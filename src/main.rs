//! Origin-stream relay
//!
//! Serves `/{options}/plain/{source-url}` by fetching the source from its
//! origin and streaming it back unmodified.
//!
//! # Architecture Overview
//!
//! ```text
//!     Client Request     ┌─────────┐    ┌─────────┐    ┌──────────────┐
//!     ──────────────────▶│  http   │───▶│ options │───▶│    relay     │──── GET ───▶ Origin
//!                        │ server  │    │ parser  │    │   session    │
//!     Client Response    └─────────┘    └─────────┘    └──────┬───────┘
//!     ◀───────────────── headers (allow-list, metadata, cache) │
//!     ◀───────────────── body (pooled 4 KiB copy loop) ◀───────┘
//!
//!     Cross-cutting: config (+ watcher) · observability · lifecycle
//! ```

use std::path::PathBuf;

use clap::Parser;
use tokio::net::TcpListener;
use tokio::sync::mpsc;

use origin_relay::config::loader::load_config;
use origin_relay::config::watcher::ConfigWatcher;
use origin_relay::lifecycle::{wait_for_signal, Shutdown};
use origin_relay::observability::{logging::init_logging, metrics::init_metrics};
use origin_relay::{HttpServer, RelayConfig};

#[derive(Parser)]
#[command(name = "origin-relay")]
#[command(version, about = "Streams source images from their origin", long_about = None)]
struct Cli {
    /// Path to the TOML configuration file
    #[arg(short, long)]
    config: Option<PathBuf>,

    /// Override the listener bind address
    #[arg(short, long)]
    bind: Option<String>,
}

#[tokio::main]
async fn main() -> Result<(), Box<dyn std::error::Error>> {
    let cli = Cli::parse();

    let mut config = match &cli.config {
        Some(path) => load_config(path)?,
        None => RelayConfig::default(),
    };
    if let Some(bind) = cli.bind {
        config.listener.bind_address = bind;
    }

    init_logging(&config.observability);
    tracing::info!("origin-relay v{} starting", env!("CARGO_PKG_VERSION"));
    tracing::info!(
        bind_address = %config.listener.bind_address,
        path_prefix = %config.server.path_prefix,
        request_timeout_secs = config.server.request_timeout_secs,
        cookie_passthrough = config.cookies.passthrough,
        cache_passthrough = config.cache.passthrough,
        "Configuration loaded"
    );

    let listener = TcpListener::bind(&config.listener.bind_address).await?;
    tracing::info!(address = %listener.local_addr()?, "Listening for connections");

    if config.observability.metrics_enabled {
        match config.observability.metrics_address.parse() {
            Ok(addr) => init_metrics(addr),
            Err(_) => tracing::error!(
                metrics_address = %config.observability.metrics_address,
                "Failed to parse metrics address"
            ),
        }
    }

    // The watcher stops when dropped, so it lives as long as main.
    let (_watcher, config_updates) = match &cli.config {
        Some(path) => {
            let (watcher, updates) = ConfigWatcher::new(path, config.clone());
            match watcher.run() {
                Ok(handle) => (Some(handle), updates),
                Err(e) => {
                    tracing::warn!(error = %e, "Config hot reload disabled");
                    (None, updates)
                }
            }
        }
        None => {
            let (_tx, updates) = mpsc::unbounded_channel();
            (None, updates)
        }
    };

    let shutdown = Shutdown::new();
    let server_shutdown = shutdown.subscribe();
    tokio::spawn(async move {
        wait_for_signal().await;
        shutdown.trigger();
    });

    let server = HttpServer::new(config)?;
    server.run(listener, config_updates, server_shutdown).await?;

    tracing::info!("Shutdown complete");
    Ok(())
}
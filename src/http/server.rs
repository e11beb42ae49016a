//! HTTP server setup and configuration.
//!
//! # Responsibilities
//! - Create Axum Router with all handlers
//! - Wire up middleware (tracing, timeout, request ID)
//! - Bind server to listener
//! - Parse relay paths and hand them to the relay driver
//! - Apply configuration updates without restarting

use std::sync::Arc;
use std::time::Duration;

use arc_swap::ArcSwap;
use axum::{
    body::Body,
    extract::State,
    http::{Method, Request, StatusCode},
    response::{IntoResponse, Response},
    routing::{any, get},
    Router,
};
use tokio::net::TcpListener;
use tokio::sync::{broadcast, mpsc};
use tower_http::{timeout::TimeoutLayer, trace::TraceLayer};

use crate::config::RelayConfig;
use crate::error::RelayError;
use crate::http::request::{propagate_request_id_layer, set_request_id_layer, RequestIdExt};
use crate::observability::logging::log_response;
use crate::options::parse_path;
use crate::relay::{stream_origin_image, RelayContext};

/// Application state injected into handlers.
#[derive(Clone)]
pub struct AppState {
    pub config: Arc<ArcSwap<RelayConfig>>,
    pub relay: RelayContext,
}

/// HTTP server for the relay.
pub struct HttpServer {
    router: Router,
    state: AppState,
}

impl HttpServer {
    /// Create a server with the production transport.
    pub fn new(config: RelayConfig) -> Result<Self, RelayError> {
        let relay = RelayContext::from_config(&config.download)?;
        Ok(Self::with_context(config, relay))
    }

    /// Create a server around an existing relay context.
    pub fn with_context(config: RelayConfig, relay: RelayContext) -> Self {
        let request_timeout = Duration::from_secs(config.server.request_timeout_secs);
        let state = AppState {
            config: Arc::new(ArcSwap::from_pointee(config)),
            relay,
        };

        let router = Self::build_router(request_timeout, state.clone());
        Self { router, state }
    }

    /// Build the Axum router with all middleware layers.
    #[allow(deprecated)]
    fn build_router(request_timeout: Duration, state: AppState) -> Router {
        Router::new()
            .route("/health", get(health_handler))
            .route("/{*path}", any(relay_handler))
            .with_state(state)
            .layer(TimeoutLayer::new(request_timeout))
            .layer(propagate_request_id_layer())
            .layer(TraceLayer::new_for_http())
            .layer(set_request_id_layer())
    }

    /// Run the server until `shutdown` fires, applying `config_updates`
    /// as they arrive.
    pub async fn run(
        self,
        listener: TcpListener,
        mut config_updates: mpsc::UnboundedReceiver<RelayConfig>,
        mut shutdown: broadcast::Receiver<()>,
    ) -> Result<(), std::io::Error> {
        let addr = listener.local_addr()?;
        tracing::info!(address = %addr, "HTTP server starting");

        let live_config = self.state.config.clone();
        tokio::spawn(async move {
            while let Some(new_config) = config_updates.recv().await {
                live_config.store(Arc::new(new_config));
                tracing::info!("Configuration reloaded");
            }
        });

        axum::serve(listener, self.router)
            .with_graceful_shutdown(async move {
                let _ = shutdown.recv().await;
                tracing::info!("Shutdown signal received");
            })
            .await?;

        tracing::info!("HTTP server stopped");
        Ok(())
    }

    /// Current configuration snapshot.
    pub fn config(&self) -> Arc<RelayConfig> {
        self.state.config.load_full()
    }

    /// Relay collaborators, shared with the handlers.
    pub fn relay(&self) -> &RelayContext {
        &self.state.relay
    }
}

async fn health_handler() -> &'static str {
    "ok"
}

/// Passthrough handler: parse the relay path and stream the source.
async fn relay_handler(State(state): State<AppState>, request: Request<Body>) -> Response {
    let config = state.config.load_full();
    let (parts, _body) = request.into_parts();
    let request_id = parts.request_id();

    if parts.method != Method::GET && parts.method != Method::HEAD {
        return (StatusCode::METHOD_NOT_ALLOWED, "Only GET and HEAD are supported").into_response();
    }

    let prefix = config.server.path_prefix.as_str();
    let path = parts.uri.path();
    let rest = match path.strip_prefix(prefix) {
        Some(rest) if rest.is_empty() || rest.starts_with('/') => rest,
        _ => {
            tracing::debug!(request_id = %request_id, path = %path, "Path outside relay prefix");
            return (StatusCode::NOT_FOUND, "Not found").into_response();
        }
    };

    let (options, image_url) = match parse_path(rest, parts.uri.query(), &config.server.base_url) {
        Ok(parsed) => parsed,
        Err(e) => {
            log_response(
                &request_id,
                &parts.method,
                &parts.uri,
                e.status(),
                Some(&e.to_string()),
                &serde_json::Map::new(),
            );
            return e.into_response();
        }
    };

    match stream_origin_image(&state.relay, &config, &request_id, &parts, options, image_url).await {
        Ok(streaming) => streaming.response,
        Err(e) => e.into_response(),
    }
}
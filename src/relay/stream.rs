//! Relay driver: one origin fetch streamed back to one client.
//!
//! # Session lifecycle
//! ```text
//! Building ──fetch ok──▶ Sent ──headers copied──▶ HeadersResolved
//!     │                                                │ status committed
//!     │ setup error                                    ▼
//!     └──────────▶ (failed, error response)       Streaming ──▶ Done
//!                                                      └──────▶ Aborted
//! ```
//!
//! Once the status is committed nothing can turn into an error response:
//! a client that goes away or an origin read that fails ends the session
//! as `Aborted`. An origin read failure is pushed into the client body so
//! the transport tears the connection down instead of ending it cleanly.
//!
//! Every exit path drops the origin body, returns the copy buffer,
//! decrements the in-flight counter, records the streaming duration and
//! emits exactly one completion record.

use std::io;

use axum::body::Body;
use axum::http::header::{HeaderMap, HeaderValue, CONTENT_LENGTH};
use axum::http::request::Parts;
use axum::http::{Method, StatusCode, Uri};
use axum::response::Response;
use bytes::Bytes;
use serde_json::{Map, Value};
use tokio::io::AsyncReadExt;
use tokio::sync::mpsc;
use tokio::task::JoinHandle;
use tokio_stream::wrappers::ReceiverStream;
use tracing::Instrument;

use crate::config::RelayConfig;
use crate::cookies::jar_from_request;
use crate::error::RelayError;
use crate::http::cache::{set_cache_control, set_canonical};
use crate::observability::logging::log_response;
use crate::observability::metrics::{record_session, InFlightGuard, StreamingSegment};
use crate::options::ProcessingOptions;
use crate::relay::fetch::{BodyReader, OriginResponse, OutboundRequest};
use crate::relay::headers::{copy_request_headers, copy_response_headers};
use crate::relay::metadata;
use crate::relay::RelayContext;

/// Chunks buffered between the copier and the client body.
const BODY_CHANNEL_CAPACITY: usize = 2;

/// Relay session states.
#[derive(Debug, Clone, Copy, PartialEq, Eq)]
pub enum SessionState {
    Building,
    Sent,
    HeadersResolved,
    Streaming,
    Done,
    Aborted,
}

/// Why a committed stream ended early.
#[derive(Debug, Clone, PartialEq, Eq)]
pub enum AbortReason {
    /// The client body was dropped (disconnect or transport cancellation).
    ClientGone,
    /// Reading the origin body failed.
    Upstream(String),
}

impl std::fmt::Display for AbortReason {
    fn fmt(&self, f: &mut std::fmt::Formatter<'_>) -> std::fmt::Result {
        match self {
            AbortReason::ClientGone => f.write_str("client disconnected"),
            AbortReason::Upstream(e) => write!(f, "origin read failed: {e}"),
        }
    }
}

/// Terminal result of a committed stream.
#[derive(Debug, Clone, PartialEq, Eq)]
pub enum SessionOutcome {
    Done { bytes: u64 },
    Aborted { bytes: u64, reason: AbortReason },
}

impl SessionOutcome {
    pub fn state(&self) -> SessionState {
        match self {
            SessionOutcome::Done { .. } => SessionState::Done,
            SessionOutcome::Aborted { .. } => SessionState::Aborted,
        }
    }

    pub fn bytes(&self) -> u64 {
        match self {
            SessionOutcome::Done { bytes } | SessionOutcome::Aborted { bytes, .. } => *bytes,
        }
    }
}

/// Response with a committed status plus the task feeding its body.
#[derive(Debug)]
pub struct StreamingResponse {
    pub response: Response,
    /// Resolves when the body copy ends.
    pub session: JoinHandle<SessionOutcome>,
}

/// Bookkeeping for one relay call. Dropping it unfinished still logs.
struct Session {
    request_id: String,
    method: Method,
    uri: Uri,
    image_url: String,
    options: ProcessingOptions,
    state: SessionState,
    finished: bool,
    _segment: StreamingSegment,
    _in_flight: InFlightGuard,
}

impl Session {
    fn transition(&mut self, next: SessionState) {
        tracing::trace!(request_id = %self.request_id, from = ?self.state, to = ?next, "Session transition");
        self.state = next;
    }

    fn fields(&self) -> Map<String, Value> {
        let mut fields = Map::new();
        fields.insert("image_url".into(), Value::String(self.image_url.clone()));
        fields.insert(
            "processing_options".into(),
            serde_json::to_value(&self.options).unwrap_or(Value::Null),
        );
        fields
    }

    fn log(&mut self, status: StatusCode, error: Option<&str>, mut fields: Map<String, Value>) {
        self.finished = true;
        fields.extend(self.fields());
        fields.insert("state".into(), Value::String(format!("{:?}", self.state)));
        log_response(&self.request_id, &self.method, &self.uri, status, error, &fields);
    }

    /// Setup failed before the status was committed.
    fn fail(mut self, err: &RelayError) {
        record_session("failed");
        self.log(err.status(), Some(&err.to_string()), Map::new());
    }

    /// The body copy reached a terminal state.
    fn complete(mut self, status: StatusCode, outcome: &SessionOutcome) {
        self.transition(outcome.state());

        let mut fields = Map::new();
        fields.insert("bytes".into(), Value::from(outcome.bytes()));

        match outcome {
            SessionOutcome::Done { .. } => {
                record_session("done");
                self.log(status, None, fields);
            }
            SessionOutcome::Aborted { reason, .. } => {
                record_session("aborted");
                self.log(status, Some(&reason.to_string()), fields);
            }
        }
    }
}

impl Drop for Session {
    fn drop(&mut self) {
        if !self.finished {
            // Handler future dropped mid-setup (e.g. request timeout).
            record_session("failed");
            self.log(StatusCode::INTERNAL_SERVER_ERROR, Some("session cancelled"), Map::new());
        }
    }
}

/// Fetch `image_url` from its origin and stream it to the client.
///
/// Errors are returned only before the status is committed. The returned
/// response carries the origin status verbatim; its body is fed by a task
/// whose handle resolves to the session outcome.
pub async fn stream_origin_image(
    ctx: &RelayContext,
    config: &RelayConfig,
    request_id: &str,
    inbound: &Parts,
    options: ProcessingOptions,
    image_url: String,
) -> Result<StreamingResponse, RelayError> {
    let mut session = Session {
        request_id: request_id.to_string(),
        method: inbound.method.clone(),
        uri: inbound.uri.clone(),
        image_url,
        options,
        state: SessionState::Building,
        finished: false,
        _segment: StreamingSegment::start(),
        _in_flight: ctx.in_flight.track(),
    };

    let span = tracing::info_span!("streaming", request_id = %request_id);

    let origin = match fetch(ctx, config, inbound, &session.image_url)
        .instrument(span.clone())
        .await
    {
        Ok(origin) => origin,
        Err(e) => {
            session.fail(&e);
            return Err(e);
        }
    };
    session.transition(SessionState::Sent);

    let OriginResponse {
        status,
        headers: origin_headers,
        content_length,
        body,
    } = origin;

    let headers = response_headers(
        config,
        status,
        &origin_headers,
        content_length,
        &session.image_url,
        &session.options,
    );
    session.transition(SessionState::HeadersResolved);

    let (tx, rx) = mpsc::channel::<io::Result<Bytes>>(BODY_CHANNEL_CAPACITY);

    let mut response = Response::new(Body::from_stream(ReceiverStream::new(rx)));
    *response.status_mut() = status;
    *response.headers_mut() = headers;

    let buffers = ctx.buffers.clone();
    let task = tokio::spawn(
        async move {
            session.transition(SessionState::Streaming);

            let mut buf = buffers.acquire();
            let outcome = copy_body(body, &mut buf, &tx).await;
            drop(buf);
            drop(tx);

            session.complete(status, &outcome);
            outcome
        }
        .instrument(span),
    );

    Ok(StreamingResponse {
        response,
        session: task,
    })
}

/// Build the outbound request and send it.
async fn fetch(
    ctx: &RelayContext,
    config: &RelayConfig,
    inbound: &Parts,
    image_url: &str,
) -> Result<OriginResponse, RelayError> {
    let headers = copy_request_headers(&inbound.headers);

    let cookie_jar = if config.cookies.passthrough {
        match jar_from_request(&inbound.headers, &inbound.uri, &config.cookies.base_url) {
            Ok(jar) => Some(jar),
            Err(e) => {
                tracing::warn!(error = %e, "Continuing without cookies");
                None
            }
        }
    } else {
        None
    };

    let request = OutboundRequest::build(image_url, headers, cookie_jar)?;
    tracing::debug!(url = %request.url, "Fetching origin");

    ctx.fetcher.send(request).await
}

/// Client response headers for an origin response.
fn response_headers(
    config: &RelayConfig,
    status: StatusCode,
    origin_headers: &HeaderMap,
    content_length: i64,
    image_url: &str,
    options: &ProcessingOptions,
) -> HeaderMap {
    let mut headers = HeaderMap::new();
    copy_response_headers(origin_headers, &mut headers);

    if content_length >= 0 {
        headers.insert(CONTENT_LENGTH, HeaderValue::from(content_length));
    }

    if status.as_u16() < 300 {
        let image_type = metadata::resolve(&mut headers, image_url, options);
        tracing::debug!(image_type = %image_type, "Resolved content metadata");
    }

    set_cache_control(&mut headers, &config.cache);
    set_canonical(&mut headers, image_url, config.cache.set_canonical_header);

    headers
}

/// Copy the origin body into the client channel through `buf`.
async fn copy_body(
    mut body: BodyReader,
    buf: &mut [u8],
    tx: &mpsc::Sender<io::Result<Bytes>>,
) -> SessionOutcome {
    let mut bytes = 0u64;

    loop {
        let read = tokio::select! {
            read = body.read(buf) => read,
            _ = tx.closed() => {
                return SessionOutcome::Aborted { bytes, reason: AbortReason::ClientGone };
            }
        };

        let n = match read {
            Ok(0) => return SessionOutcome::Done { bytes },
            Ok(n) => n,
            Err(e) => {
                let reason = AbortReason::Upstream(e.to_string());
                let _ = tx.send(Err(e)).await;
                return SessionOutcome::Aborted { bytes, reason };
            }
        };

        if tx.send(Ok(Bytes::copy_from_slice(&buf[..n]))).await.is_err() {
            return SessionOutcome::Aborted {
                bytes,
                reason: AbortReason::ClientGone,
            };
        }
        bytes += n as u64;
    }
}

-- What is expected --
Across the entries above, tally the lines that contain the string "SessionState" and give that figure alone.

-- Expected output --
10